Well, we know what happens: Hamlet spends four acts trying to decide what to do in the face of hard evidence. Poet, playwright Amiri Baraka called Hamlet, the world's "first liberal," because he was unable to decide. It is courageous but also a strategic error: due to his delay, his uncle places him under surveillance, and decides that Hamlet, his crazy nephew, has to go.
So it is now with Attorney General, Eric Holder, a man of enormous integrity, intelligence, grit, and determination who must now must make a difficult decision regarding torture and whether to order a difficult inquiry that will be controversial and politically taxing for his boss, President Obama.

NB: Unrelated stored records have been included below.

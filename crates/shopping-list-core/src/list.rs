//! Shopping List State
//!
//! Owns the ordered items, the edit mode and the rows whose removal
//! transition is still running. Every view is derived from this state.

use std::collections::BTreeSet;

use crate::error::{ListError, ListResult};
use crate::item::{Item, ItemId};

/// Browsing, or editing exactly one item
#[derive(Debug, Clone, Copy, PartialEq, Eq, Default)]
pub enum EditState {
    #[default]
    Browsing,
    Editing(ItemId),
}

/// How a single row is drawn
#[derive(Debug, Clone, Copy, PartialEq, Eq, Hash)]
pub enum RowMode {
    Display,
    /// Inline form pre-filled with the current name/price
    Editing,
    /// Exit transition running, removal pending
    Leaving,
}

/// One rendered row
#[derive(Debug, Clone, PartialEq)]
pub struct ItemRow {
    pub item: Item,
    pub mode: RowMode,
}

/// Derived count and total
#[derive(Debug, Clone, Copy, PartialEq, Default)]
pub struct Summary {
    pub count: usize,
    pub total: f64,
}

/// The session's shopping list
#[derive(Debug, Clone, Default)]
pub struct ShoppingList {
    items: Vec<Item>,
    edit: EditState,
    leaving: BTreeSet<ItemId>,
    next_id: u32,
}

impl ShoppingList {
    pub fn new() -> Self {
        Self::default()
    }

    pub fn items(&self) -> &[Item] {
        &self.items
    }

    pub fn len(&self) -> usize {
        self.items.len()
    }

    pub fn is_empty(&self) -> bool {
        self.items.is_empty()
    }

    pub fn get(&self, id: ItemId) -> Option<&Item> {
        self.items.iter().find(|item| item.id == id)
    }

    pub fn edit_state(&self) -> EditState {
        self.edit
    }

    pub fn edit_mode(&self) -> bool {
        matches!(self.edit, EditState::Editing(_))
    }

    pub fn current_edit_id(&self) -> Option<ItemId> {
        match self.edit {
            EditState::Editing(id) => Some(id),
            EditState::Browsing => None,
        }
    }

    pub fn is_leaving(&self, id: ItemId) -> bool {
        self.leaving.contains(&id)
    }

    /// Append a new item after validation
    pub fn add(&mut self, name: &str, price: f64) -> ListResult<ItemId> {
        let name = validate(name, price)?;
        if self.name_taken(name, None) {
            log::debug!("[LIST] rejected duplicate name {:?}", name);
            return Err(ListError::DuplicateName);
        }

        let id = self.allocate_id();
        self.items.push(Item::new(id, name.to_string(), price));
        log::info!("[LIST] added #{} {:?} at {}", id, name, price);
        Ok(id)
    }

    /// Enter edit mode for `id`
    pub fn start_edit(&mut self, id: ItemId) -> ListResult<()> {
        if self.get(id).is_none() {
            return Err(ListError::UnknownItem(id));
        }
        self.edit = EditState::Editing(id);
        log::debug!("[LIST] editing #{}", id);
        Ok(())
    }

    /// Replace name/price in place and leave edit mode.
    /// On failure the edit state is left untouched.
    pub fn save_edit(&mut self, id: ItemId, name: &str, price: f64) -> ListResult<()> {
        let name = validate(name, price)?;
        if self.name_taken(name, Some(id)) {
            log::debug!("[LIST] rejected rename of #{} to duplicate {:?}", id, name);
            return Err(ListError::DuplicateName);
        }

        let item = self
            .items
            .iter_mut()
            .find(|item| item.id == id)
            .ok_or(ListError::UnknownItem(id))?;
        item.name = name.to_string();
        item.price = price;

        self.edit = EditState::Browsing;
        log::info!("[LIST] updated #{} to {:?} at {}", id, name, price);
        Ok(())
    }

    pub fn cancel_edit(&mut self) {
        self.edit = EditState::Browsing;
    }

    /// First phase of a delete: mark the row as leaving.
    /// Returns false if the id is unknown or already leaving.
    pub fn begin_removal(&mut self, id: ItemId) -> bool {
        if self.get(id).is_none() {
            return false;
        }
        let started = self.leaving.insert(id);
        if started {
            log::debug!("[LIST] removal of #{} started", id);
        }
        started
    }

    /// Second phase of a delete, once the transition has elapsed
    pub fn finish_removal(&mut self, id: ItemId) -> ListResult<Item> {
        self.leaving.remove(&id);
        let index = self
            .items
            .iter()
            .position(|item| item.id == id)
            .ok_or(ListError::UnknownItem(id))?;
        let item = self.items.remove(index);

        if self.current_edit_id() == Some(id) {
            self.edit = EditState::Browsing;
        }
        log::info!("[LIST] removed #{} {:?}", id, item.name);
        Ok(item)
    }

    /// Rows in display order
    pub fn rows(&self) -> Vec<ItemRow> {
        self.items
            .iter()
            .map(|item| {
                let mode = if self.leaving.contains(&item.id) {
                    RowMode::Leaving
                } else if self.current_edit_id() == Some(item.id) {
                    RowMode::Editing
                } else {
                    RowMode::Display
                };
                ItemRow {
                    item: item.clone(),
                    mode,
                }
            })
            .collect()
    }

    pub fn summary(&self) -> Summary {
        Summary {
            count: self.items.len(),
            // Empty f64 sums are -0.0; start from +0.0 so the total reads "0.00"
            total: self.items.iter().fold(0.0, |sum, item| sum + item.price),
        }
    }

    fn name_taken(&self, name: &str, except: Option<ItemId>) -> bool {
        self.items
            .iter()
            .any(|item| Some(item.id) != except && item.has_name(name))
    }

    fn allocate_id(&mut self) -> ItemId {
        self.next_id += 1;
        ItemId(self.next_id)
    }
}

/// Trim the name and check both fields
fn validate(name: &str, price: f64) -> ListResult<&str> {
    let name = name.trim();
    if name.is_empty() || !price.is_finite() || price <= 0.0 {
        log::debug!("[LIST] rejected input name={:?} price={}", name, price);
        return Err(ListError::InvalidInput);
    }
    Ok(name)
}

#[cfg(test)]
mod tests {
    use super::*;
    use crate::format::format_amount;
    use crate::item::PriceTier;

    fn make_list(entries: &[(&str, f64)]) -> (ShoppingList, Vec<ItemId>) {
        let mut list = ShoppingList::new();
        let ids = entries
            .iter()
            .map(|(name, price)| list.add(name, *price).unwrap())
            .collect();
        (list, ids)
    }

    fn names(list: &ShoppingList) -> Vec<&str> {
        list.items().iter().map(|item| item.name.as_str()).collect()
    }

    #[test]
    fn test_add_appends_with_tier() {
        let mut list = ShoppingList::new();
        for (price, tier) in [
            (3.5, PriceTier::Low),
            (10.0, PriceTier::Medium),
            (50.0, PriceTier::Medium),
            (75.0, PriceTier::High),
        ] {
            let before = list.len();
            let id = list.add(&format!("Item {}", price), price).unwrap();
            assert_eq!(list.len(), before + 1);
            assert_eq!(list.get(id).unwrap().tier(), tier);
        }
    }

    #[test]
    fn test_add_trims_name() {
        let (list, ids) = make_list(&[("  Bread  ", 2.0)]);
        assert_eq!(list.get(ids[0]).unwrap().name, "Bread");
    }

    #[test]
    fn test_duplicate_name_case_insensitive() {
        let mut list = ShoppingList::new();
        list.add("Milk", 3.5).unwrap();
        assert_eq!(list.add("milk", 4.0), Err(ListError::DuplicateName));
        assert_eq!(list.add("  MILK ", 4.0), Err(ListError::DuplicateName));
        assert_eq!(list.len(), 1);
        assert_eq!(list.items()[0].price, 3.5);
    }

    #[test]
    fn test_invalid_input_rejected() {
        let (mut list, _) = make_list(&[("Milk", 3.5)]);
        assert_eq!(list.add("", 5.0), Err(ListError::InvalidInput));
        assert_eq!(list.add("   ", 5.0), Err(ListError::InvalidInput));
        assert_eq!(list.add("Eggs", 0.0), Err(ListError::InvalidInput));
        assert_eq!(list.add("Eggs", -1.0), Err(ListError::InvalidInput));
        assert_eq!(list.add("Eggs", f64::NAN), Err(ListError::InvalidInput));
        assert_eq!(list.add("Eggs", f64::INFINITY), Err(ListError::InvalidInput));
        assert_eq!(names(&list), vec!["Milk"]);
    }

    #[test]
    fn test_invalid_input_checked_before_duplicate() {
        let (mut list, _) = make_list(&[("Milk", 3.5)]);
        assert_eq!(list.add("milk", 0.0), Err(ListError::InvalidInput));
    }

    #[test]
    fn test_summary() {
        let (list, _) = make_list(&[("A", 2.5), ("B", 15.0), ("C", 60.0)]);
        let summary = list.summary();
        assert_eq!(summary.count, 3);
        assert_eq!(format_amount(summary.total), "77.50");

        let empty = ShoppingList::new().summary();
        assert_eq!(empty.count, 0);
        assert_eq!(format_amount(empty.total), "0.00");
    }

    #[test]
    fn test_summary_after_last_removal_is_positive_zero() {
        let (mut list, ids) = make_list(&[("A", 4.0)]);
        list.begin_removal(ids[0]);
        list.finish_removal(ids[0]).unwrap();
        let total = list.summary().total;
        assert!(total.is_sign_positive());
        assert_eq!(format_amount(total), "0.00");
    }

    #[test]
    fn test_ids_unique_and_not_reused() {
        let (mut list, ids) = make_list(&[("A", 1.0), ("B", 2.0)]);
        assert_ne!(ids[0], ids[1]);
        list.begin_removal(ids[1]);
        list.finish_removal(ids[1]).unwrap();
        let c = list.add("C", 3.0).unwrap();
        assert!(!ids.contains(&c));
    }

    #[test]
    fn test_edit_in_place() {
        let (mut list, ids) = make_list(&[("A", 1.0), ("B", 2.0), ("C", 3.0)]);
        list.start_edit(ids[1]).unwrap();
        assert!(list.edit_mode());
        assert_eq!(list.current_edit_id(), Some(ids[1]));

        list.save_edit(ids[1], "NewName", 9.99).unwrap();
        assert_eq!(names(&list), vec!["A", "NewName", "C"]);
        let item = list.get(ids[1]).unwrap();
        assert_eq!(item.price, 9.99);
        assert_eq!(item.id, ids[1]);
        assert!(!list.edit_mode());
        assert_eq!(list.current_edit_id(), None);
    }

    #[test]
    fn test_edit_may_keep_own_name() {
        let (mut list, ids) = make_list(&[("Milk", 1.0)]);
        list.start_edit(ids[0]).unwrap();
        list.save_edit(ids[0], "MILK", 2.0).unwrap();
        assert_eq!(list.items()[0].name, "MILK");
        assert_eq!(list.items()[0].price, 2.0);
    }

    #[test]
    fn test_edit_collision_stays_in_edit_mode() {
        let (mut list, ids) = make_list(&[("Milk", 1.0), ("Eggs", 2.0)]);
        list.start_edit(ids[1]).unwrap();
        assert_eq!(
            list.save_edit(ids[1], "milk", 5.0),
            Err(ListError::DuplicateName)
        );
        assert_eq!(list.get(ids[1]).unwrap().name, "Eggs");
        assert_eq!(list.get(ids[1]).unwrap().price, 2.0);
        assert_eq!(list.edit_state(), EditState::Editing(ids[1]));

        assert_eq!(list.save_edit(ids[1], "Eggs", -3.0), Err(ListError::InvalidInput));
        assert_eq!(list.edit_state(), EditState::Editing(ids[1]));
    }

    #[test]
    fn test_cancel_edit() {
        let (mut list, ids) = make_list(&[("Milk", 1.0)]);
        list.start_edit(ids[0]).unwrap();
        list.cancel_edit();
        assert_eq!(list.edit_state(), EditState::Browsing);
        assert_eq!(names(&list), vec!["Milk"]);
    }

    #[test]
    fn test_start_edit_unknown_id() {
        let (mut list, _) = make_list(&[("Milk", 1.0)]);
        assert_eq!(
            list.start_edit(ItemId(99)),
            Err(ListError::UnknownItem(ItemId(99)))
        );
        assert!(!list.edit_mode());
    }

    #[test]
    fn test_removal_is_two_phase() {
        let (mut list, ids) = make_list(&[("A", 1.0), ("B", 2.0)]);
        assert!(list.begin_removal(ids[0]));
        // Still present while the transition runs
        assert_eq!(list.len(), 2);
        assert_eq!(list.rows()[0].mode, RowMode::Leaving);
        assert!(!list.begin_removal(ids[0]));

        let removed = list.finish_removal(ids[0]).unwrap();
        assert_eq!(removed.name, "A");
        assert_eq!(list.len(), 1);
        assert!(!list.is_leaving(ids[0]));
        assert!(list.rows().iter().all(|row| row.item.id != ids[0]));
        assert_eq!(list.summary().total, 2.0);
    }

    #[test]
    fn test_removal_unknown_id_is_noop() {
        let (mut list, _) = make_list(&[("A", 1.0)]);
        assert!(!list.begin_removal(ItemId(42)));
        assert_eq!(
            list.finish_removal(ItemId(42)),
            Err(ListError::UnknownItem(ItemId(42)))
        );
        assert_eq!(list.len(), 1);
    }

    #[test]
    fn test_removing_edited_item_exits_edit_mode() {
        let (mut list, ids) = make_list(&[("A", 1.0), ("B", 2.0)]);
        list.start_edit(ids[1]).unwrap();
        list.begin_removal(ids[1]);
        list.finish_removal(ids[1]).unwrap();
        assert_eq!(list.edit_state(), EditState::Browsing);
    }

    #[test]
    fn test_rows_modes() {
        let (mut list, ids) = make_list(&[("A", 1.0), ("B", 20.0), ("C", 70.0)]);
        list.start_edit(ids[1]).unwrap();
        list.begin_removal(ids[2]);
        let modes: Vec<RowMode> = list.rows().iter().map(|row| row.mode).collect();
        assert_eq!(modes, vec![RowMode::Display, RowMode::Editing, RowMode::Leaving]);
        assert!(ShoppingList::new().rows().is_empty());
    }
}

I respect Holder 100 percent and even met him recently. He is class personified but I just wish he would order the inquiry regarding the Bush administration program torture so the matter can be brought to conclusion. No more delay. (The latest development is just that Holder may call for an inquiry).
After it was just revealed that then Vice President Dick Cheney was operating a secret surveillance operation at the C.I.A. and intentionally kept it secret, inquiry into the nuances of the U.S. torture program under President Bush is warranted. Secrecy suggests, well, secrecy.
The government is supposed to have a relationship with its citizens of trust and accountability. I don't want to be cynical about that. I believe it is possible. Order the inquiry and lets find out what happened. We are at Act V.